The MovieMate 72 offers an HDMI port for digital video and audio. For setup ease, it has a swivel base, for convenience (the DVD player is in the front, so you can quickly turn the projector around to change DVDs). A zoom lens is complemented by vertical lens shift for really easy placement. If the older MovieMate 30s (read review) is any indication, the MovieMate 72 will have tremendous range in its lens shift, allowing it to be placed well below the bottom of the screen on a low table.
The MovieMate 72 is more than just a movie (DVD) player, it doubles a an audio system, with the ability to play CD’s and MP3 files, and you can even hook up your iPod or other music player.
The built in DVD player automatically upscales standard 480p DVDs to full 720p for the best possible image.
Four 5 watt speakers handle the sound, with Dolby 5.1 and DTS support. The initial press release makes no mention of a subwoofer, but the previous models had an optional subwoofer, so I think it’s safe to assume that the MovieMate 72 will have one as well.
I’m excited about the MovieMate 72, primarily for the move to 720p. I found the older units, with their 480p resolution to have a pixel structure that was pretty visible. Like 720p stand alone LCD projectors, the pixel structure and screen door effect should be a non-issue, unless you like to sit incredibly close.

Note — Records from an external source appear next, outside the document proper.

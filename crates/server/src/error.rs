//! Error handling for the service.
//!
//! Every handler error becomes `{"error": <message>}`. Client-input problems
//! (missing ticker, missing upload) are 400; anything raised while
//! processing a request is 500.

use axum::Json;
use axum::http::StatusCode;
use axum::response::{IntoResponse, Response};
use serde_json::json;
use std::path::PathBuf;
use tracing::error;

use crate::chart::ChartError;

/// Application error type with HTTP response mapping.
#[derive(Debug, thiserror::Error)]
pub enum AppError {
    /// Invalid request data (400).
    #[error("{0}")]
    BadRequest(String),

    /// Processing failure (500).
    #[error("{0}")]
    Internal(String),
}

impl IntoResponse for AppError {
    fn into_response(self) -> Response {
        let (status, message) = match self {
            AppError::BadRequest(msg) => (StatusCode::BAD_REQUEST, msg),
            AppError::Internal(msg) => {
                error!("request failed: {}", msg);
                (StatusCode::INTERNAL_SERVER_ERROR, msg)
            }
        };

        (status, Json(json!({ "error": message }))).into_response()
    }
}

/// Result type alias for handlers.
pub type AppResult<T> = Result<T, AppError>;

macro_rules! internal_from {
    ($($ty:ty),* $(,)?) => {
        $(
            impl From<$ty> for AppError {
                fn from(err: $ty) -> Self {
                    AppError::Internal(err.to_string())
                }
            }
        )*
    };
}

internal_from!(
    market_data::FetchError,
    market_data::TableError,
    quant::PipelineError,
    qnn::QnnError,
    ChartError,
    tokio::task::JoinError,
);

/// Reasons the service refuses to start.
#[derive(Debug, thiserror::Error)]
pub enum StartupError {
    #[error(
        "model file {0} not found; train a model first or start with --allow-untrained"
    )]
    ModelMissing(PathBuf),

    #[error("failed to load model: {0}")]
    Artifact(#[from] qnn::ArtifactError),

    #[error("failed to assemble model: {0}")]
    Model(#[from] qnn::QnnError),
}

MovieMate 50 All-In-One Home Entertainment Projector System
In case you noticed, and are curious, I decided to refer to the MovieMate 72 as a “Home Theater Projector System, and this MovieMate 50, as a “Home Entertainment Projector System. I did this because of the difference in resolution. Both projectors rely on 3LCD technology.
The MovieMate 50 has a very reasonable “estimated street price” (as Epson calls it, of $799. That probably means you will be paying $799 or less, from the moment they ship.

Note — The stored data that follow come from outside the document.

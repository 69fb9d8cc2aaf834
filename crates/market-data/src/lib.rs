//! Market data access and tabular file formats.
//!
//! # Modules
//!
//! - [`alpha_vantage`]: HTTP client for the daily time-series endpoint
//! - [`api_key`]: Loading the provider API key from a JSON file
//! - [`csv_io`]: Feature-table CSV files and scaler sidecar files
//! - [`table`]: Loosely typed CSV tables (uploads) with JSON record output

pub mod alpha_vantage;
pub mod api_key;
pub mod csv_io;
pub mod table;

pub use alpha_vantage::{AlphaVantageClient, DEFAULT_BASE_URL, parse_daily_series};
pub use api_key::{ApiKeyError, load_api_key};
pub use csv_io::{
    CsvError, csv_path_for, load_feature_csv, read_feature_csv, read_scaler, save_feature_csv,
    scaler_path_for, write_feature_csv, write_scaler,
};
pub use table::{RecordTable, TableError};

use async_trait::async_trait;
use thiserror::Error;
use types::OhlcvRecord;

/// Errors raised while fetching a daily series.
#[derive(Debug, Error)]
pub enum FetchError {
    #[error("HTTP request failed: {0}")]
    Http(#[from] reqwest::Error),

    /// The response lacked the expected series key.
    #[error("Error fetching data for {symbol}: {message}")]
    Provider { symbol: String, message: String },

    #[error("failed to parse response for {symbol}: {message}")]
    Parse { symbol: String, message: String },
}

/// Anything that can produce a date-ordered daily OHLCV series for a ticker.
#[async_trait]
pub trait DailySeriesSource: Send + Sync {
    async fn fetch_daily(&self, symbol: &str) -> Result<Vec<OhlcvRecord>, FetchError>;
}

Click to enlarge. SO close
The MovieMate 50 is the smallest of the Epson all-in-ones, yet, and weighs in at 8.3 pounds. Not the lightest out there, but Epson tends to build projectors like tanks. Don’t drop it on your floor, the floor just might lose.
This MovieMate is 480p resolution like its predecessors, the MovieMate 25 and Moviemate 30s. Since they are all LCD technology, a visible pixel structure tends to be the biggest weakness of the older units. Epson however, has a new generation of LCD panels, which I got to see a few months ago, that are supposed to have a less noticeable pixel structure, and I’m hoping that those panels are in the MovieMate 50.
For sound, the MovieMate 50 supports Dolby Digital 5.1 and DTS, and simulates surround sound out of its pair of 8 watt speakers. Like with the MovieMate 72, an optional, compact, subwoofer is available.
Epson sees the MovieMate 50, not just as convenient, but portable. They’ve added a handle to the 50, and provide a soft carry case with these Home Cinema projectors.
That’s about it for now. This article will be updated after I’ve seen/heard the MovieMate 72 and MovieMate 50 in action in the next day or two. At the latest, these updates should publish a couple of days after I get back from CEDIA.